[Collected data entries]
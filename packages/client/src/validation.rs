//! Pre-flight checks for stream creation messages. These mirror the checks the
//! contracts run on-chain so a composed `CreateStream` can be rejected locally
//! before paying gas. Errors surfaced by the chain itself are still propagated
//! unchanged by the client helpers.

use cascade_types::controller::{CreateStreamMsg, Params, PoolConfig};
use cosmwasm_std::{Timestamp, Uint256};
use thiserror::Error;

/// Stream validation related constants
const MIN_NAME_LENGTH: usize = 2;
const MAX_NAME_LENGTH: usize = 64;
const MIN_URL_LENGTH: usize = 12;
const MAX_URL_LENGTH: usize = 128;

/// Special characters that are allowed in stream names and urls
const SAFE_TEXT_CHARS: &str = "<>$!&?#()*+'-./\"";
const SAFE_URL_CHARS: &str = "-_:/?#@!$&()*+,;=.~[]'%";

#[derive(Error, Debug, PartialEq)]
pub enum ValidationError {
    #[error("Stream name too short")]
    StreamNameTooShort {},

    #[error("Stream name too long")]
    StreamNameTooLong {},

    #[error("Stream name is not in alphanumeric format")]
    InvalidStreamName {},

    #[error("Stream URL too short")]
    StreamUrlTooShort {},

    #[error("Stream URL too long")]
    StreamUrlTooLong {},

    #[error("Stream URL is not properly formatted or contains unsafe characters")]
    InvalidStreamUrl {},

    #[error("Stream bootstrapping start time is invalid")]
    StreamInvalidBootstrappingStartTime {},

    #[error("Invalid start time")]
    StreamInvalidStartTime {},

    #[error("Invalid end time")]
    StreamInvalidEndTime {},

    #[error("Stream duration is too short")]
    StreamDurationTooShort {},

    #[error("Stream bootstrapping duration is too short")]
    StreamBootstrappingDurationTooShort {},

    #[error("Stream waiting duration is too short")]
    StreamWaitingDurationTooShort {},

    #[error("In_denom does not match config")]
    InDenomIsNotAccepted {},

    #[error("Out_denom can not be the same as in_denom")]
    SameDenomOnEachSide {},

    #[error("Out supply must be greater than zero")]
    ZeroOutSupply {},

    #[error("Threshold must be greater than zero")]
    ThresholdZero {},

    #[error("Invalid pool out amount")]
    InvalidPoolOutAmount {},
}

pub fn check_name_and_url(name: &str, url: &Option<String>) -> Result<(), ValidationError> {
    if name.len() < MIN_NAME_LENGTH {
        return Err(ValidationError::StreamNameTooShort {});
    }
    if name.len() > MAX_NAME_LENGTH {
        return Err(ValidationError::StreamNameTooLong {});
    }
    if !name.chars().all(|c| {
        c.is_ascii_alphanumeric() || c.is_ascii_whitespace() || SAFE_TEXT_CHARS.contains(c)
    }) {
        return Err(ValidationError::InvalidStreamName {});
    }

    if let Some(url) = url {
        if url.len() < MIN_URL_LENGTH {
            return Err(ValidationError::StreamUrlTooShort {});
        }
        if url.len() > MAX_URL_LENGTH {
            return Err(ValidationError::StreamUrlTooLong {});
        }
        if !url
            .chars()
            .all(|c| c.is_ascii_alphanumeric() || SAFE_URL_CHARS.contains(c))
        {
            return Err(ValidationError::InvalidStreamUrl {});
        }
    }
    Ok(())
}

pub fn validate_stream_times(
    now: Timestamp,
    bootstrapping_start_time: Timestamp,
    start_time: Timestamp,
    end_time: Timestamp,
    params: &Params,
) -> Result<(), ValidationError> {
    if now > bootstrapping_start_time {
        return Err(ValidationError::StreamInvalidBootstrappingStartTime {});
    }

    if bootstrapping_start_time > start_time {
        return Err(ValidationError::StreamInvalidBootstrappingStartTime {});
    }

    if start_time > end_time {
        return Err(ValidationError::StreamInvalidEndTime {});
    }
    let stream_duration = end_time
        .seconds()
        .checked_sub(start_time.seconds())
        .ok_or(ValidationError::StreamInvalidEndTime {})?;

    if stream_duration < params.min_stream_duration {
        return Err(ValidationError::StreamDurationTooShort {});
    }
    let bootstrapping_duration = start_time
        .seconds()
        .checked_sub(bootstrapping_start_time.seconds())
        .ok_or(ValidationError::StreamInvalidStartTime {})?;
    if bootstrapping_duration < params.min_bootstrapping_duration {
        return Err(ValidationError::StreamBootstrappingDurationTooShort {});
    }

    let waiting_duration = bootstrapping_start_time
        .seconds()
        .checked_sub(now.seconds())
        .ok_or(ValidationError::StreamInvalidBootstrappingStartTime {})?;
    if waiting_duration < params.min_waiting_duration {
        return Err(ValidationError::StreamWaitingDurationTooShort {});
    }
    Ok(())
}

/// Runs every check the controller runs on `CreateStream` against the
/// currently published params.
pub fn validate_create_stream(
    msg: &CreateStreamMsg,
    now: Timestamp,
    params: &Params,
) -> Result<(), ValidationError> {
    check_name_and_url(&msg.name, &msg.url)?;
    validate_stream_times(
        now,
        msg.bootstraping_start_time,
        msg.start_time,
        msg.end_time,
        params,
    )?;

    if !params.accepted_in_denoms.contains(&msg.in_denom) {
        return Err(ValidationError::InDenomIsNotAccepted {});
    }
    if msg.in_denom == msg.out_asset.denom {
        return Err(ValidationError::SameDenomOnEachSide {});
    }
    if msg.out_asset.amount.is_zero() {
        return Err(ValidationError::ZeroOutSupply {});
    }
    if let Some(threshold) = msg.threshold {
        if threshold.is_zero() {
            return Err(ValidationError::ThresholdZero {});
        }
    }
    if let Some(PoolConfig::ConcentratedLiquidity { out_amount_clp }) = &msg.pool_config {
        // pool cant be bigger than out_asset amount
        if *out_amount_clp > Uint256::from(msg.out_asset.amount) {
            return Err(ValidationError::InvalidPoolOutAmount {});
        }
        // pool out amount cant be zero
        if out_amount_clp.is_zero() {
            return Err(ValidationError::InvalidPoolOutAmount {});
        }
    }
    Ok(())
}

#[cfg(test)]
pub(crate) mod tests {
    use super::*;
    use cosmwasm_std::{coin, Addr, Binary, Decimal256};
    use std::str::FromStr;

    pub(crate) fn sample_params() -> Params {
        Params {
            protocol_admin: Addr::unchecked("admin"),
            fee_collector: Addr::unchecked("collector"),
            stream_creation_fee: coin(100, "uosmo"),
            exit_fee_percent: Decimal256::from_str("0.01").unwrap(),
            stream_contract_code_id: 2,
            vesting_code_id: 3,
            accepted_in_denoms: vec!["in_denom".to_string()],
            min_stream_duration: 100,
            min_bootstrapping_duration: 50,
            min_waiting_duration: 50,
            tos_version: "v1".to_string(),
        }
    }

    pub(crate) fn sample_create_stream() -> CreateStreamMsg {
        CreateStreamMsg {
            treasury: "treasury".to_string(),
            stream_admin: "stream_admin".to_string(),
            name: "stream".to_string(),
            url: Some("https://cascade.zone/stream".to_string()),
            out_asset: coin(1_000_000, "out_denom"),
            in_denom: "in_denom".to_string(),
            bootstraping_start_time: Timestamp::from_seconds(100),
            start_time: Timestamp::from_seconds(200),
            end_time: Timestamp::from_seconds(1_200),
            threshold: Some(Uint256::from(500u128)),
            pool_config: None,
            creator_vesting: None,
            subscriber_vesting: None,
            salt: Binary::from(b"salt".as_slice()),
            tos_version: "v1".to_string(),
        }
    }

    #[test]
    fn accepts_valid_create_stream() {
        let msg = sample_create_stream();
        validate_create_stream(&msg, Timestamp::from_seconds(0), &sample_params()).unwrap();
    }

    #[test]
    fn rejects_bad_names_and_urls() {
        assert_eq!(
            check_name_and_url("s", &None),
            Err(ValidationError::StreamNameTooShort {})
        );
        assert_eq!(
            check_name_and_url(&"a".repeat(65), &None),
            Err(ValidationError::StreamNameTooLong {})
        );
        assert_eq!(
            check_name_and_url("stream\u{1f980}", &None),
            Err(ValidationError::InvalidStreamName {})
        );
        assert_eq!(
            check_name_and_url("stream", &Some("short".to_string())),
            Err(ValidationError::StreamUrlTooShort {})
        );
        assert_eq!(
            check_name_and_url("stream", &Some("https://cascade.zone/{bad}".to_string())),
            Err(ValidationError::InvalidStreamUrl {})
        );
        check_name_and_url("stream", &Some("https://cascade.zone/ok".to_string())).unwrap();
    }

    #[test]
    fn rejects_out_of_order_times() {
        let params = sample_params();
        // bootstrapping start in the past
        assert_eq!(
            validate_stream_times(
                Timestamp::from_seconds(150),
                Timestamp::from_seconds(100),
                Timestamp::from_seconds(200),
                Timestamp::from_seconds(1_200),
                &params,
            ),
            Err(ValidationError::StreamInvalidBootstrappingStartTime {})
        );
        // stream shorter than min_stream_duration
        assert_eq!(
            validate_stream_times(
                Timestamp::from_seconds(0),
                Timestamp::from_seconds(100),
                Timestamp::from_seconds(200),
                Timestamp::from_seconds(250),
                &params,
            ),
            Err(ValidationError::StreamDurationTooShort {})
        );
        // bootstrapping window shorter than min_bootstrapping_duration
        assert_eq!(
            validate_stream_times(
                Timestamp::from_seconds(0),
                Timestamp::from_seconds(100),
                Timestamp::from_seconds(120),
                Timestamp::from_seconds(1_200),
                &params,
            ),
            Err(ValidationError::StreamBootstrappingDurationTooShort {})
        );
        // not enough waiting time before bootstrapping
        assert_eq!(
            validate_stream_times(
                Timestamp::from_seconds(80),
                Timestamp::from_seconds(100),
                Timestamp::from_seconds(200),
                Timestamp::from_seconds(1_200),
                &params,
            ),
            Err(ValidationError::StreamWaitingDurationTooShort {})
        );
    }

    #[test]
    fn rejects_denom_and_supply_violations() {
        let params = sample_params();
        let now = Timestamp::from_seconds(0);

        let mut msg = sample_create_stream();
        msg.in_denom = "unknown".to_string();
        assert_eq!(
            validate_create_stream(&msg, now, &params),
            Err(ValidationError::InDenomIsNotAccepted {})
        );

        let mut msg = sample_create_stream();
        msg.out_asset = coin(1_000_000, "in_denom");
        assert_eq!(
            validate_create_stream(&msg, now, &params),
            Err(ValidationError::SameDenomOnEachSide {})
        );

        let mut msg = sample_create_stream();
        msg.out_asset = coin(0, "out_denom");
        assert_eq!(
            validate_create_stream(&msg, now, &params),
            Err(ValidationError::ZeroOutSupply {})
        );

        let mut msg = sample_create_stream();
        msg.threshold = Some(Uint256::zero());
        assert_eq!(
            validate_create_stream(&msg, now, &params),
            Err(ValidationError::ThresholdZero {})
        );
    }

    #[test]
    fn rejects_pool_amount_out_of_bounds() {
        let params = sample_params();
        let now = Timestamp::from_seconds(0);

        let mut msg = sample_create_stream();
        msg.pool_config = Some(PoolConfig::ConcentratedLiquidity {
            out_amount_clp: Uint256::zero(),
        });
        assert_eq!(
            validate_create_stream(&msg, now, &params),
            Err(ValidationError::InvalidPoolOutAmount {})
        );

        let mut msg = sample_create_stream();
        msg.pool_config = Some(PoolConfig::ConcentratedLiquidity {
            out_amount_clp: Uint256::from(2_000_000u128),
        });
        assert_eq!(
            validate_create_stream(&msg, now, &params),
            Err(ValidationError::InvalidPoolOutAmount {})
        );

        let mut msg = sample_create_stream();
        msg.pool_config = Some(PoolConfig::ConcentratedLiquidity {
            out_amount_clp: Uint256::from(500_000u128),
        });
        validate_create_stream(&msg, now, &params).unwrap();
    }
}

--

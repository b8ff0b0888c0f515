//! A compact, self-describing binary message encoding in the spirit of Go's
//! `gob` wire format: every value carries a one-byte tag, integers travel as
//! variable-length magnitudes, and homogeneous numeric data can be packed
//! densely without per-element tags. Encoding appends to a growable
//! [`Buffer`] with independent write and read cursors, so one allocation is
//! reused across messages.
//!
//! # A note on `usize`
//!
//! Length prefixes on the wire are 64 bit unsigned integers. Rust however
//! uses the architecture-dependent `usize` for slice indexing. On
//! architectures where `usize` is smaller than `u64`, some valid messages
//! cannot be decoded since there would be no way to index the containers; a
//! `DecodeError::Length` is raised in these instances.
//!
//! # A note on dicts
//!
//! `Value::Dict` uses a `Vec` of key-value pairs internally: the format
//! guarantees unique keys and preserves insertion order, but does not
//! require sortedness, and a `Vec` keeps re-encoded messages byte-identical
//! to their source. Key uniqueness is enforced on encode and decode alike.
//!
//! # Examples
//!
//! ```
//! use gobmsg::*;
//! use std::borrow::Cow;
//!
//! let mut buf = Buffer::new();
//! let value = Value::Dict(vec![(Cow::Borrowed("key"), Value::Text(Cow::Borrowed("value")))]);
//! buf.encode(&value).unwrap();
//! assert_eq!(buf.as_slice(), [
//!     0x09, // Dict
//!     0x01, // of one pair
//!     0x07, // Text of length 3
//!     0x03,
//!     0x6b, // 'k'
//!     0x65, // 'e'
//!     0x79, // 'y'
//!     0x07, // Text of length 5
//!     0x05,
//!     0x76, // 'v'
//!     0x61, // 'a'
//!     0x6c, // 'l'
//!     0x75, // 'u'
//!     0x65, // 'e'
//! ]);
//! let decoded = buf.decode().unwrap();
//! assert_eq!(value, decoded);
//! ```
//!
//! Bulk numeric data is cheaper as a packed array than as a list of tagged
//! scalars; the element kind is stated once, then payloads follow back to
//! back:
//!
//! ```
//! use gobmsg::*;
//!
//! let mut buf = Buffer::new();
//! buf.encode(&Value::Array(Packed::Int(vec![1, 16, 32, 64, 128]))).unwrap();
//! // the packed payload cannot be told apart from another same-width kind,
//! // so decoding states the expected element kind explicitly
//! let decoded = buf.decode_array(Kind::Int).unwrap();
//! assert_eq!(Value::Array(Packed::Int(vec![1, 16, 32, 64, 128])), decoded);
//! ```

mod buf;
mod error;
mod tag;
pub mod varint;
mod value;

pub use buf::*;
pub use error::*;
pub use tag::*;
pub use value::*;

---

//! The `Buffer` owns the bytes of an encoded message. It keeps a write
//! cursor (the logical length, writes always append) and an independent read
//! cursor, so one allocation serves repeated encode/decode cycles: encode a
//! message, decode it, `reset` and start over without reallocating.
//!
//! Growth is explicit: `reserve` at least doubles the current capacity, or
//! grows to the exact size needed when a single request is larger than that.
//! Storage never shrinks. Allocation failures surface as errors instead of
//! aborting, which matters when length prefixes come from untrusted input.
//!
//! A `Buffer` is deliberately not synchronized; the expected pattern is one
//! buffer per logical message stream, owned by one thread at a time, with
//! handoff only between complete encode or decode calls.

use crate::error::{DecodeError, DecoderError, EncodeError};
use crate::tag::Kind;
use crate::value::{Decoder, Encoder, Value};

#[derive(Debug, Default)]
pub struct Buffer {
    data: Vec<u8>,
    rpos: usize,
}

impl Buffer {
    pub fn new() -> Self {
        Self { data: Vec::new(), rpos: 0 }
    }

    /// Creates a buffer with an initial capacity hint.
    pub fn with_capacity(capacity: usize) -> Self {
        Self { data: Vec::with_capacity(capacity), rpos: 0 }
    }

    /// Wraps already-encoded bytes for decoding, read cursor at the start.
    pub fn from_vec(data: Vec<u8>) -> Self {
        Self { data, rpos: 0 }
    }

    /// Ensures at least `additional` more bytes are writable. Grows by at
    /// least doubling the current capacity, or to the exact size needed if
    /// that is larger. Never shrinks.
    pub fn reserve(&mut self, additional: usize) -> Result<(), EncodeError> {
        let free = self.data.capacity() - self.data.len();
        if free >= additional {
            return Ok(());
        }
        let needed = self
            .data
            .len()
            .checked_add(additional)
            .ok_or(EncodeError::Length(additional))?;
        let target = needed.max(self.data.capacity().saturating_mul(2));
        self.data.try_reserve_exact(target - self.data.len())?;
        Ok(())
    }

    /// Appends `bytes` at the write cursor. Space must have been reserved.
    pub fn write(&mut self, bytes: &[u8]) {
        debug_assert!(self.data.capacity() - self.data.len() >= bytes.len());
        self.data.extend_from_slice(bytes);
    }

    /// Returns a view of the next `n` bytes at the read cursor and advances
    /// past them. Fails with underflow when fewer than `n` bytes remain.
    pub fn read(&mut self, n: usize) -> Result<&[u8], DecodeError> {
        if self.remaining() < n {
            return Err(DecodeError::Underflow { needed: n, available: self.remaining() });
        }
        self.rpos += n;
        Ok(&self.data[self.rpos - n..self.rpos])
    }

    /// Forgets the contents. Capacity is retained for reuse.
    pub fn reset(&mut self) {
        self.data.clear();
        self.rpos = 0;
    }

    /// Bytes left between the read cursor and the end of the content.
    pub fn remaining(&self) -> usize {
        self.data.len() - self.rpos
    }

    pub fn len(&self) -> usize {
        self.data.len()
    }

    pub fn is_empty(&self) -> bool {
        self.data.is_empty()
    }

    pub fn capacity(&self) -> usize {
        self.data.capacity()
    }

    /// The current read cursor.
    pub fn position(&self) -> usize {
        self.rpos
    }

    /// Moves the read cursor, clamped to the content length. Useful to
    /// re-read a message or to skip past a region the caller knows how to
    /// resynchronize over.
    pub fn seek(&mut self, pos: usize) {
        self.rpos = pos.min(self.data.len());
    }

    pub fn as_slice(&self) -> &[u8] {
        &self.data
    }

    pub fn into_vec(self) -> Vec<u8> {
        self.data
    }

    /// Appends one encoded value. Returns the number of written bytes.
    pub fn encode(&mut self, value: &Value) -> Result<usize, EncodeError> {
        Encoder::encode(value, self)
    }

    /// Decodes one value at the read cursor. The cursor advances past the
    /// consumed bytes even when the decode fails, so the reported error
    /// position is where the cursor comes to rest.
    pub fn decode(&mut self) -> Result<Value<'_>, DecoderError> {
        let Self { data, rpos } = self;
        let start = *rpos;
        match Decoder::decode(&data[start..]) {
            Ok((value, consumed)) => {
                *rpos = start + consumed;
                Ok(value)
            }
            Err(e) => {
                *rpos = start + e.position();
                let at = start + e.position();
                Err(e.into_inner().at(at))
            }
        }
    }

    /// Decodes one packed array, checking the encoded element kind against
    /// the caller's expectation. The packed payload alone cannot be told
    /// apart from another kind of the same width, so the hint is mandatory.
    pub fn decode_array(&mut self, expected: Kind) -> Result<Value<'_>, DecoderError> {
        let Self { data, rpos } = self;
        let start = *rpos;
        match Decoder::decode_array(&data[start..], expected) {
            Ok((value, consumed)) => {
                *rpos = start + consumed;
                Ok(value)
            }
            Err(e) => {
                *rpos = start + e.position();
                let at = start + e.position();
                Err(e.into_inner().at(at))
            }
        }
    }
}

__Task requirements__: Scan the lines above for "filename packages/client/src/validation.rs" and for "names and urls". Repeat exactly the line holding each of them and every line in between.

__Task answer__:
filename packages/client/src/validation.rs
//! Pre-flight checks for stream creation messages. These mirror the checks the
//! contracts run on-chain so a composed `CreateStream` can be rejected locally
//! before paying gas. Errors surfaced by the chain itself are still propagated
//! unchanged by the client helpers.

use cascade_types::controller::{CreateStreamMsg, Params, PoolConfig};
use cosmwasm_std::{Timestamp, Uint256};
use thiserror::Error;

/// Stream validation related constants
const MIN_NAME_LENGTH: usize = 2;
const MAX_NAME_LENGTH: usize = 64;
const MIN_URL_LENGTH: usize = 12;
const MAX_URL_LENGTH: usize = 128;

/// Special characters that are allowed in stream names and urls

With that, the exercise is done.